El artículo 372 del Código Penal contempla penas de tres a seis meses de prisión —sustituible por multa o trabajos comunitarios— y retirada del permiso de conducir de uno a cuatro años a aquel que "que condujere con una tasa de alcohol en aire espirado superior a 0,60 miligramos por litro". En el caso de Aguirre, si el incidente se tramita como delito de resistencia o desobediencia grave a la autoridad, como pide la acusación particular, podría ser condenada a una pena de seis meses a un año de prisión. 

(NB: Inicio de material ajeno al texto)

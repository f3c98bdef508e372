// Copyright 2017 Tristam MacDonald
//
// Licensed under the Apache License, Version 2.0 (the "License");
// you may not use this file except in compliance with the License.
// You may obtain a copy of the License at
//
//     http://www.apache.org/licenses/LICENSE-2.0
//
// Unless required by applicable law or agreed to in writing, software
// distributed under the License is distributed on an "AS IS" BASIS,
// WITHOUT WARRANTIES OR CONDITIONS OF ANY KIND, either express or implied.
// See the License for the specific language governing permissions and
// limitations under the License.

//! Volume validation and the edge-id stride table.
//!
//! Grounded on `MarchingCuPy/Checking.py` (`assert_nd_array`) and the
//! `size_multiplier` construction in `MarchingNumPy/Marching.py`.

use crate::error::MarchingError;
use ndarray::ArrayViewD;

/// Checks that `volume` has exactly `nd` dimensions and at least `min_size`
/// samples along every axis.
pub fn assert_nd_array(
    volume: &ArrayViewD<f64>,
    nd: usize,
    min_size: usize,
) -> Result<(), MarchingError> {
    if volume.ndim() != nd {
        return Err(MarchingError::InvalidInput(format!(
            "expected a {}-dimensional volume, got {} dimensions",
            nd,
            volume.ndim()
        )));
    }
    for (axis, &len) in volume.shape().iter().enumerate() {
        if len < min_size {
            return Err(MarchingError::InvalidInput(format!(
                "axis {} has {} samples, fewer than the required minimum of {}",
                axis, len, min_size
            )));
        }
    }
    Ok(())
}

/// Computes the per-axis `SizeMultiplier`: row-major strides scaled by
/// `n_edges`, so that an edge direction occupies the low bits of an
/// `EdgeId`.
///
/// `size_multiplier[k] = n_edges * product(shape[k+1..])`, i.e. the last
/// axis's multiplier is exactly `n_edges`, matching
/// `MarchingNumPy/Marching.py`'s
/// `size_multiplier[:-1] = shape[::-1].cumprod()[::-1][1:]; size_multiplier *= n_edges`.
pub fn size_multiplier(shape: &[usize], n_edges: u64) -> Vec<u64> {
    let nd = shape.len();
    let mut multiplier = vec![0u64; nd];
    if nd == 0 {
        return multiplier;
    }
    multiplier[nd - 1] = n_edges;
    for axis in (0..nd - 1).rev() {
        multiplier[axis] = multiplier[axis + 1] * shape[axis + 1] as u64;
    }
    multiplier
}

#[cfg(test)]
mod tests {
    use super::*;
    use ndarray::{ArrayD, IxDyn};

    #[test]
    fn rejects_wrong_rank() {
        let volume = ArrayD::<f64>::zeros(IxDyn(&[4, 4, 4]));
        let err = assert_nd_array(&volume.view(), 2, 2).unwrap_err();
        assert!(matches!(err, MarchingError::InvalidInput(_)));
    }

    #[test]
    fn rejects_too_small_axis() {
        let volume = ArrayD::<f64>::zeros(IxDyn(&[1, 4]));
        let err = assert_nd_array(&volume.view(), 2, 2).unwrap_err();
        assert!(matches!(err, MarchingError::InvalidInput(_)));
    }

    #[test]
    fn accepts_valid_shape() {
        let volume = ArrayD::<f64>::zeros(IxDyn(&[3, 5]));
        assert!(assert_nd_array(&volume.view(), 2, 2).is_ok());
    }

    #[test]
    fn size_multiplier_2d_matches_reference() {
        // shape (Ny=3, Nx=4), n_edges=2 -> multiplier = [n_edges*Nx, n_edges] = [8, 2]
        let sm = size_multiplier(&[3, 4], 2);
        assert_eq!(sm, vec![8, 2]);
    }

    #[test]
    fn size_multiplier_3d_matches_reference() {
        // shape (Nz=2, Ny=3, Nx=4), n_edges=3
        // last axis multiplier = 3
        // middle axis multiplier = 3 * 4 = 12
        // first axis multiplier = 12 * 3 = 36
        let sm = size_multiplier(&[2, 3, 4], 3);
        assert_eq!(sm, vec![36, 12, 3]);
    }
}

Tenemos, por otro lado, a un convicto amigo de la condesa y también del Rey en la cárcel: Gerardo Díaz Ferrán, expresidente de la gran patronal CEOE, condenado a varios años de cárcel por estafa. Al extesorero del Partido Popular, Luis Bárcenas, que también está entre rejas al igual que el cabecilla de la red Gürtel por orden del juez que investiga una gigantesca trama de corrupción. Cerca de un centenar de banqueros imputados en malversación de los dineros depositados por los clientes de sus respectivas entidades. Y por si fuera poco, Cristina hija del abdicado monarca, a la que Hacienda le ha descubierto grandes cantidades de dinero no declarado y que se encuentra al filo de ser imputada, como lo está ya su esposo, Iñaki Urdangarín, en un caso de apropiación indebida de fondos públicos.  

 
Gerardo Díaz Ferrán, Jaume Matas, el rey Juan Carlos y Arturo Fernández. Foto: La Celosía

Pese a las nutridas protestas en la calle contra la continuidad de la monarquía y a favor de la república, un sistema de gobierno más higiénico, el Régimen ha organizado un rápido proceso de sucesión de Juan Carlos I por su hijo Felipe de Borbón. Un proceso relámpago, casi una blitzkrieg contra el pueblo, para sentar al heredero en el trono antes de que, con la llegada de los calores caniculares, el Establecimiento cierre por vacaciones confiando en aplacar así el malestar de la opinión pública. Pero nos queda una duda añadida, y es la de si, coincidiendo con los fastos de la entronización, se promulgará una ley de amnistía que saque de la cárcel a los mencionados delincuentes y declare sobreseídas las causas contra el resto de facinerosos de altos vuelos.